WORK TO BE COMPLETED
Find each line below where the word "text" occurs, and copy it.

=== AVAILABLE RECORDS ===

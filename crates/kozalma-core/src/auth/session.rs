//! OTP login, token refresh and profile lookup against the `/auth` endpoints.

use std::sync::Arc;
use std::time::Duration;

use reqwest::Client;
use serde::{Deserialize, Serialize};
use tokio::sync::Mutex;
use tracing::{debug, info, warn};

use super::attempt::{validate_code, validate_identifier, Channel};
use super::{AuthError, CredentialStore};
use crate::models::UserProfile;

// ============================================================================
// Constants
// ============================================================================

/// Timeout for request-code, verify-code and refresh
const AUTH_TIMEOUT_SECS: u64 = 10;

/// Timeout for `/auth/me`. Shorter because it gates app startup.
const ME_TIMEOUT_SECS: u64 = 5;

/// Cooldown used when the backend omits `cooldown_seconds`
pub const DEFAULT_COOLDOWN_SECS: u32 = 60;

// ============================================================================
// Wire types
// ============================================================================

#[derive(Debug, Serialize)]
struct RequestCodeBody<'a> {
    channel: Channel,
    identifier: &'a str,
}

#[derive(Debug, Deserialize)]
struct RequestCodeResponse {
    #[serde(default = "default_cooldown")]
    cooldown_seconds: u32,
}

fn default_cooldown() -> u32 {
    DEFAULT_COOLDOWN_SECS
}

#[derive(Debug, Serialize)]
struct VerifyCodeBody<'a> {
    channel: Channel,
    identifier: &'a str,
    code: &'a str,
}

#[derive(Debug, Serialize)]
struct RefreshBody<'a> {
    refresh_token: &'a str,
}

#[derive(Deserialize)]
struct TokenResponse {
    access_token: String,
    refresh_token: String,
}

// ============================================================================
// Session manager
// ============================================================================

/// Client for the passwordless auth endpoints.
/// Clone is cheap - the HTTP client, credential store and refresh lock are shared.
#[derive(Clone)]
pub struct AuthSessionManager {
    client: Client,
    base_url: String,
    credentials: CredentialStore,
    refresh_lock: Arc<Mutex<()>>,
    auth_timeout: Duration,
    me_timeout: Duration,
}

impl AuthSessionManager {
    pub fn new(base_url: impl Into<String>, credentials: CredentialStore) -> Result<Self, AuthError> {
        let client = Client::builder().build()?;
        Ok(Self::with_client(base_url, client, credentials))
    }

    /// Build on an existing HTTP client, sharing its connection pool.
    pub fn with_client(
        base_url: impl Into<String>,
        client: Client,
        credentials: CredentialStore,
    ) -> Self {
        Self {
            client,
            base_url: base_url.into().trim_end_matches('/').to_string(),
            credentials,
            refresh_lock: Arc::new(Mutex::new(())),
            auth_timeout: Duration::from_secs(AUTH_TIMEOUT_SECS),
            me_timeout: Duration::from_secs(ME_TIMEOUT_SECS),
        }
    }

    /// Override the auth-endpoint and `/auth/me` timeouts
    pub(crate) fn with_timeouts(mut self, auth: Duration, me: Duration) -> Self {
        self.auth_timeout = auth;
        self.me_timeout = me;
        self
    }

    pub fn http_client(&self) -> &Client {
        &self.client
    }

    pub fn base_url(&self) -> &str {
        &self.base_url
    }

    pub fn credentials(&self) -> &CredentialStore {
        &self.credentials
    }

    fn url(&self, path: &str) -> String {
        format!("{}{}", self.base_url, path)
    }

    /// Ask the backend to send a code. Returns the resend cooldown in seconds.
    pub async fn request_code(&self, channel: Channel, identifier: &str) -> Result<u32, AuthError> {
        let identifier = validate_identifier(channel, identifier)?;

        let response = self
            .client
            .post(self.url("/auth/request-code"))
            .json(&RequestCodeBody {
                channel,
                identifier: &identifier,
            })
            .timeout(self.auth_timeout)
            .send()
            .await?;

        let status = response.status();
        if !status.is_success() {
            warn!(%status, %channel, "Code request rejected");
            return Err(AuthError::from_request_code_status(status));
        }

        let text = response.text().await?;
        let cooldown = match serde_json::from_str::<RequestCodeResponse>(&text) {
            Ok(body) => body.cooldown_seconds,
            Err(e) => {
                warn!(error = %e, "Unreadable request-code response, using default cooldown");
                DEFAULT_COOLDOWN_SECS
            }
        };

        info!(%channel, cooldown, "Code requested");
        Ok(cooldown)
    }

    /// Exchange a code for a token pair and store it.
    /// On any failure the credential store is left untouched.
    pub async fn verify_code(
        &self,
        channel: Channel,
        identifier: &str,
        code: &str,
    ) -> Result<(), AuthError> {
        let identifier = validate_identifier(channel, identifier)?;
        validate_code(code)?;

        let response = self
            .client
            .post(self.url("/auth/verify-code"))
            .json(&VerifyCodeBody {
                channel,
                identifier: &identifier,
                code: code.trim(),
            })
            .timeout(self.auth_timeout)
            .send()
            .await?;

        let status = response.status();
        if !status.is_success() {
            warn!(%status, %channel, "Code verification rejected");
            return Err(AuthError::from_verify_code_status(status));
        }

        let tokens: TokenResponse = response
            .json()
            .await
            .map_err(|e| AuthError::InvalidResponse(e.to_string()))?;

        self.credentials
            .save_tokens(&tokens.access_token, &tokens.refresh_token)?;
        info!(%channel, "Login successful");
        Ok(())
    }

    /// Rotate the token pair using the stored refresh token.
    ///
    /// Returns `false` instead of an error when no refresh token is stored,
    /// the call fails, or it times out.
    pub async fn refresh(&self) -> bool {
        let current = self.credentials.access_token();
        self.refresh_if_current(current.as_deref()).await
    }

    /// Rotate the pair after a request carrying access token `used` was
    /// rejected.
    ///
    /// Concurrent callers are serialized. If the stored access token is no
    /// longer `used` when the lock is acquired, the rotation done by another
    /// caller is reused and no network call is made.
    pub async fn refresh_if_current(&self, used: Option<&str>) -> bool {
        let _guard = self.refresh_lock.lock().await;

        if let Some(current) = self.credentials.access_token() {
            if used != Some(current.as_str()) {
                debug!("Token pair already rotated by a concurrent refresh");
                return true;
            }
        }

        let Some(refresh_token) = self.credentials.refresh_token() else {
            debug!("No refresh token stored");
            return false;
        };

        let tokens = match self.exchange_refresh_token(&refresh_token).await {
            Ok(tokens) => tokens,
            Err(e) => {
                warn!(error = %e, "Token refresh failed");
                return false;
            }
        };

        match self
            .credentials
            .save_tokens(&tokens.access_token, &tokens.refresh_token)
        {
            Ok(()) => {
                info!("Token pair refreshed");
                true
            }
            Err(e) => {
                warn!(error = %e, "Failed to store refreshed tokens");
                false
            }
        }
    }

    async fn exchange_refresh_token(&self, refresh_token: &str) -> Result<TokenResponse, AuthError> {
        let response = self
            .client
            .post(self.url("/auth/refresh"))
            .json(&RefreshBody { refresh_token })
            .timeout(self.auth_timeout)
            .send()
            .await?;

        let status = response.status();
        if !status.is_success() {
            return Err(AuthError::Other(status.as_u16()));
        }

        response
            .json()
            .await
            .map_err(|e| AuthError::InvalidResponse(e.to_string()))
    }

    /// Profile of the signed-in user, or `None` if there is no access token,
    /// the call fails, returns non-200 or times out.
    pub async fn me(&self) -> Option<UserProfile> {
        let Some(token) = self.credentials.access_token() else {
            debug!("No access token stored");
            return None;
        };

        let response = match self
            .client
            .get(self.url("/auth/me"))
            .bearer_auth(token)
            .timeout(self.me_timeout)
            .send()
            .await
        {
            Ok(response) => response,
            Err(e) => {
                warn!(error = %e, "Profile request failed");
                return None;
            }
        };

        let status = response.status();
        if !status.is_success() {
            debug!(%status, "Profile request rejected");
            return None;
        }

        match response.json::<UserProfile>().await {
            Ok(profile) => Some(profile),
            Err(e) => {
                warn!(error = %e, "Failed to parse profile");
                None
            }
        }
    }

    /// Startup gate: `me`, else one `refresh` followed by one more `me`.
    /// `None` means the user has to log in. Never refreshes twice.
    pub async fn restore_session(&self) -> Option<UserProfile> {
        if let Some(profile) = self.me().await {
            return Some(profile);
        }

        if !self.refresh().await {
            info!("No usable session, login required");
            return None;
        }

        let profile = self.me().await;
        if profile.is_none() {
            info!("Profile still unavailable after refresh, login required");
        }
        profile
    }

    pub fn logout(&self) {
        self.credentials.clear();
        info!("Logged out");
    }
}
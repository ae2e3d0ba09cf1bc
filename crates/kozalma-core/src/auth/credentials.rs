use std::collections::HashMap;
use std::fmt;
use std::sync::{Arc, Mutex, PoisonError};

use keyring::Entry;
use tracing::{debug, warn};

use super::StorageError;

/// Keychain service name for stored tokens
const SERVICE_NAME: &str = "kozalma";

const ACCESS_TOKEN_KEY: &str = "access_token";
const REFRESH_TOKEN_KEY: &str = "refresh_token";

/// Persistent key-value backend for secrets.
pub trait SecureStorage: Send + Sync {
    fn get(&self, key: &str) -> Result<Option<String>, StorageError>;

    fn set(&self, key: &str, value: &str) -> Result<(), StorageError>;

    /// Removing a missing key is not an error.
    fn remove(&self, key: &str) -> Result<(), StorageError>;
}

/// OS keychain backend
pub struct KeyringStorage {
    service: String,
}

impl KeyringStorage {
    pub fn new(service: impl Into<String>) -> Self {
        Self {
            service: service.into(),
        }
    }

    fn entry(&self, key: &str) -> Result<Entry, StorageError> {
        Ok(Entry::new(&self.service, key)?)
    }
}

impl SecureStorage for KeyringStorage {
    fn get(&self, key: &str) -> Result<Option<String>, StorageError> {
        match self.entry(key)?.get_password() {
            Ok(value) => Ok(Some(value)),
            Err(keyring::Error::NoEntry) => Ok(None),
            Err(e) => Err(e.into()),
        }
    }

    fn set(&self, key: &str, value: &str) -> Result<(), StorageError> {
        self.entry(key)?.set_password(value)?;
        Ok(())
    }

    fn remove(&self, key: &str) -> Result<(), StorageError> {
        match self.entry(key)?.delete_credential() {
            Ok(()) | Err(keyring::Error::NoEntry) => Ok(()),
            Err(e) => Err(e.into()),
        }
    }
}

/// Process-local backend, used in tests and when no keychain is available
#[derive(Default)]
pub struct MemoryStorage {
    values: Mutex<HashMap<String, String>>,
}

impl SecureStorage for MemoryStorage {
    fn get(&self, key: &str) -> Result<Option<String>, StorageError> {
        let values = self.values.lock().unwrap_or_else(PoisonError::into_inner);
        Ok(values.get(key).cloned())
    }

    fn set(&self, key: &str, value: &str) -> Result<(), StorageError> {
        let mut values = self.values.lock().unwrap_or_else(PoisonError::into_inner);
        values.insert(key.to_string(), value.to_string());
        Ok(())
    }

    fn remove(&self, key: &str) -> Result<(), StorageError> {
        let mut values = self.values.lock().unwrap_or_else(PoisonError::into_inner);
        values.remove(key);
        Ok(())
    }
}

/// Access/refresh token pair. Both halves are always present together.
#[derive(Clone, PartialEq, Eq)]
pub struct CredentialPair {
    pub access_token: String,
    pub refresh_token: String,
}

impl fmt::Debug for CredentialPair {
    fn fmt(&self, f: &mut fmt::Formatter<'_>) -> fmt::Result {
        f.debug_struct("CredentialPair")
            .field("access_token", &"<redacted>")
            .field("refresh_token", &"<redacted>")
            .finish()
    }
}

/// Token pair persisted under two fixed keys.
///
/// Reads treat a missing half as "no credentials". Storage read errors are
/// logged and reported as absence, so callers fall back to the login flow.
/// There is no lock around read-modify-write sequences; concurrent writers
/// are serialized one level up in `AuthSessionManager::refresh`.
#[derive(Clone)]
pub struct CredentialStore {
    storage: Arc<dyn SecureStorage>,
}

impl CredentialStore {
    pub fn new(storage: Arc<dyn SecureStorage>) -> Self {
        Self { storage }
    }

    /// Store backed by the OS keychain
    pub fn keychain() -> Self {
        Self::new(Arc::new(KeyringStorage::new(SERVICE_NAME)))
    }

    pub fn in_memory() -> Self {
        Self::new(Arc::new(MemoryStorage::default()))
    }

    fn read(&self, key: &str) -> Option<String> {
        match self.storage.get(key) {
            Ok(value) => value.filter(|v| !v.is_empty()),
            Err(e) => {
                warn!(key, error = %e, "Failed to read from secure storage");
                None
            }
        }
    }

    /// Both tokens, or `None` if either is missing
    pub fn credentials(&self) -> Option<CredentialPair> {
        let access_token = self.read(ACCESS_TOKEN_KEY)?;
        let refresh_token = self.read(REFRESH_TOKEN_KEY)?;
        Some(CredentialPair {
            access_token,
            refresh_token,
        })
    }

    pub fn access_token(&self) -> Option<String> {
        self.credentials().map(|c| c.access_token)
    }

    pub fn refresh_token(&self) -> Option<String> {
        self.credentials().map(|c| c.refresh_token)
    }

    /// True iff a non-empty access token (and its refresh token) is stored
    pub fn has_tokens(&self) -> bool {
        self.credentials().is_some()
    }

    /// Replace the stored pair. If the second write fails the first is rolled back.
    pub fn save_tokens(&self, access_token: &str, refresh_token: &str) -> Result<(), StorageError> {
        self.storage.set(REFRESH_TOKEN_KEY, refresh_token)?;
        if let Err(e) = self.storage.set(ACCESS_TOKEN_KEY, access_token) {
            let _ = self.storage.remove(REFRESH_TOKEN_KEY);
            let _ = self.storage.remove(ACCESS_TOKEN_KEY);
            return Err(e);
        }
        debug!("Saved credential pair");
        Ok(())
    }

    /// Remove both tokens. Never fails; storage errors are logged.
    pub fn clear(&self) {
        for key in [ACCESS_TOKEN_KEY, REFRESH_TOKEN_KEY] {
            if let Err(e) = self.storage.remove(key) {
                warn!(key, error = %e, "Failed to remove from secure storage");
            }
        }
        debug!("Cleared credential pair");
    }
}
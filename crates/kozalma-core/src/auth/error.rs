use reqwest::StatusCode;
use thiserror::Error;

use crate::messages::Phrase;

/// Local input errors, raised before any network call is made.
#[derive(Error, Debug, Clone, PartialEq, Eq)]
pub enum ValidationError {
    #[error("Identifier is empty")]
    EmptyIdentifier,

    #[error("Invalid email address")]
    InvalidEmail,

    #[error("Invalid phone number")]
    InvalidPhone,

    #[error("Code must be exactly 6 digits")]
    InvalidCode,
}

impl ValidationError {
    pub fn phrase(&self) -> Phrase {
        match self {
            ValidationError::InvalidCode => Phrase::InvalidCodeFormat,
            _ => Phrase::InvalidIdentifier,
        }
    }
}

#[derive(Error, Debug)]
pub enum StorageError {
    #[error("Secure storage error: {0}")]
    Backend(String),
}

impl From<keyring::Error> for StorageError {
    fn from(err: keyring::Error) -> Self {
        StorageError::Backend(err.to_string())
    }
}

#[derive(Error, Debug)]
pub enum AuthError {
    #[error(transparent)]
    Validation(#[from] ValidationError),

    #[error("Invalid or expired code")]
    InvalidOrExpiredCode,

    #[error("Auth service unavailable")]
    ServiceUnavailable,

    #[error("Auth request failed with status {0}")]
    Other(u16),

    #[error("Network error: {0}")]
    Network(#[from] reqwest::Error),

    #[error("Invalid response: {0}")]
    InvalidResponse(String),

    #[error("Failed to store credentials: {0}")]
    Storage(#[from] StorageError),
}

impl AuthError {
    /// Status mapping for `POST /auth/request-code`
    pub fn from_request_code_status(status: StatusCode) -> Self {
        match status.as_u16() {
            503 => AuthError::ServiceUnavailable,
            other => AuthError::Other(other),
        }
    }

    /// Status mapping for `POST /auth/verify-code`
    pub fn from_verify_code_status(status: StatusCode) -> Self {
        match status.as_u16() {
            401 => AuthError::InvalidOrExpiredCode,
            other => AuthError::Other(other),
        }
    }

    pub fn phrase(&self) -> Phrase {
        match self {
            AuthError::Validation(e) => e.phrase(),
            AuthError::InvalidOrExpiredCode => Phrase::InvalidCode,
            AuthError::ServiceUnavailable => Phrase::ServiceUnavailable,
            AuthError::Network(_) => Phrase::NetworkError,
            AuthError::Other(_) | AuthError::InvalidResponse(_) | AuthError::Storage(_) => {
                Phrase::ServiceUnavailable
            }
        }
    }
}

===

RESPONSE TO THE EXERCISE
        let text = response.text().await?;
        let cooldown = match serde_json::from_str::<RequestCodeResponse>(&text) {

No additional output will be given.